BEGIN Material supplied

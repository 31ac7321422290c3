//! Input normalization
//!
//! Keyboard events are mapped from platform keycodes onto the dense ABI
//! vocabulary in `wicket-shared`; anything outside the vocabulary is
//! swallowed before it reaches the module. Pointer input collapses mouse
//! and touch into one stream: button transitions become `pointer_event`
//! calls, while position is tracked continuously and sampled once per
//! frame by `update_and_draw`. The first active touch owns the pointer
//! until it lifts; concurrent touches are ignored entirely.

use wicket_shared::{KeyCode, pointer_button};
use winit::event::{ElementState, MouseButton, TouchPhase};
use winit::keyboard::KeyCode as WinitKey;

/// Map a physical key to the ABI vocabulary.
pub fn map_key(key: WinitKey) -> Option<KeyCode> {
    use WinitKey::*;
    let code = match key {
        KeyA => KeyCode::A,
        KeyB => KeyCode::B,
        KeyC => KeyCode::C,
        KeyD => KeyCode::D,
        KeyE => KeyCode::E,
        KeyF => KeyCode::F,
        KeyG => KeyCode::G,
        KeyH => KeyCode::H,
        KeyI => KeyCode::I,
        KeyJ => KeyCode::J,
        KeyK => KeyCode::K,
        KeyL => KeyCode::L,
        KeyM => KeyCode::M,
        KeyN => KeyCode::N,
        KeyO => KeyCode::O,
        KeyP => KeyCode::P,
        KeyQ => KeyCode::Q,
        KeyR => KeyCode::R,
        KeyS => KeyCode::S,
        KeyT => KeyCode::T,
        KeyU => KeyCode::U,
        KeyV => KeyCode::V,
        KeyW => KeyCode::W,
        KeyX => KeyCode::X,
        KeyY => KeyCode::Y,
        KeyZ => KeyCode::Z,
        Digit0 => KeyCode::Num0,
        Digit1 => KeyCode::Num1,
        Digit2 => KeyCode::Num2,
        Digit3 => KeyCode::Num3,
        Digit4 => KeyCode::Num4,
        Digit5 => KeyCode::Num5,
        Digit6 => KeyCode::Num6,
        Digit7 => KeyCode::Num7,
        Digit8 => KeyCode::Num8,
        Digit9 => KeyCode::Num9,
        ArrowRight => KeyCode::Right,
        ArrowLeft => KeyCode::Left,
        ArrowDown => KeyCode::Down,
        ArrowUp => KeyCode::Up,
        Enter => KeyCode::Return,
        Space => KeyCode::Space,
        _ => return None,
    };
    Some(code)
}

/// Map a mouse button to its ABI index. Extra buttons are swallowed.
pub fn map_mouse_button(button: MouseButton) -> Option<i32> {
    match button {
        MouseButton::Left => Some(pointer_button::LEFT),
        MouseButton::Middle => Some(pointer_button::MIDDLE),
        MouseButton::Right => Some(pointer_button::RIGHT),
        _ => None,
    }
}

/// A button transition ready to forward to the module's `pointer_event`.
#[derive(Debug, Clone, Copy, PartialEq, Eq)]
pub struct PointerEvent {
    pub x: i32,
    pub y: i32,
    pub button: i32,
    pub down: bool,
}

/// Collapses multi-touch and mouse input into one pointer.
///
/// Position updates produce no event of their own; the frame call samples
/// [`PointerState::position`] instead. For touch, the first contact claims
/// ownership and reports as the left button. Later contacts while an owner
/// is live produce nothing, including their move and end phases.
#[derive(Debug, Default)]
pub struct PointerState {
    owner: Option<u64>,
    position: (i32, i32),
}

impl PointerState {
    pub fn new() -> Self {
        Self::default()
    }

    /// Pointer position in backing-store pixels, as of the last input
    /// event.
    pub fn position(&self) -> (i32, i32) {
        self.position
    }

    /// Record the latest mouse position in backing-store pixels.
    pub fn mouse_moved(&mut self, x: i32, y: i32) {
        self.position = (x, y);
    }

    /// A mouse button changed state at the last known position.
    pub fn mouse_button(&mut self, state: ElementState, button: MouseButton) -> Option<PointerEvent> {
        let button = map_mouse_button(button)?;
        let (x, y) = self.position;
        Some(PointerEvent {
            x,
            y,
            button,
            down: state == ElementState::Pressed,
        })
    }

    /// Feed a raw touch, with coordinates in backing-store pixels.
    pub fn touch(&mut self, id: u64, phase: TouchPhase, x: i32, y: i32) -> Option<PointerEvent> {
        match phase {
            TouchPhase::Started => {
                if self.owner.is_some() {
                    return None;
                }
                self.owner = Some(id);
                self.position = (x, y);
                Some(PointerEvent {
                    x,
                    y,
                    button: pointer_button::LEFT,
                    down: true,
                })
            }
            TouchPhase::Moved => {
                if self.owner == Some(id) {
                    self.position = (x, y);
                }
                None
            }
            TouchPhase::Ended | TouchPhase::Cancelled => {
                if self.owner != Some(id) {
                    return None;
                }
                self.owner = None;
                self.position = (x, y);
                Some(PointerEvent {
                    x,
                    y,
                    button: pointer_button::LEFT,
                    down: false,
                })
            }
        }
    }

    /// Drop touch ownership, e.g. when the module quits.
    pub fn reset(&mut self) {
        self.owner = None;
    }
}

END Material supplied

- [Task goal] The answer must consist of every line above that holds the string "Option", copied exactly.

- [The completed task]
pub fn map_key(key: WinitKey) -> Option<KeyCode> {
pub fn map_mouse_button(button: MouseButton) -> Option<i32> {
    owner: Option<u64>,
    pub fn mouse_button(&mut self, state: ElementState, button: MouseButton) -> Option<PointerEvent> {
    pub fn touch(&mut self, id: u64, phase: TouchPhase, x: i32, y: i32) -> Option<PointerEvent> {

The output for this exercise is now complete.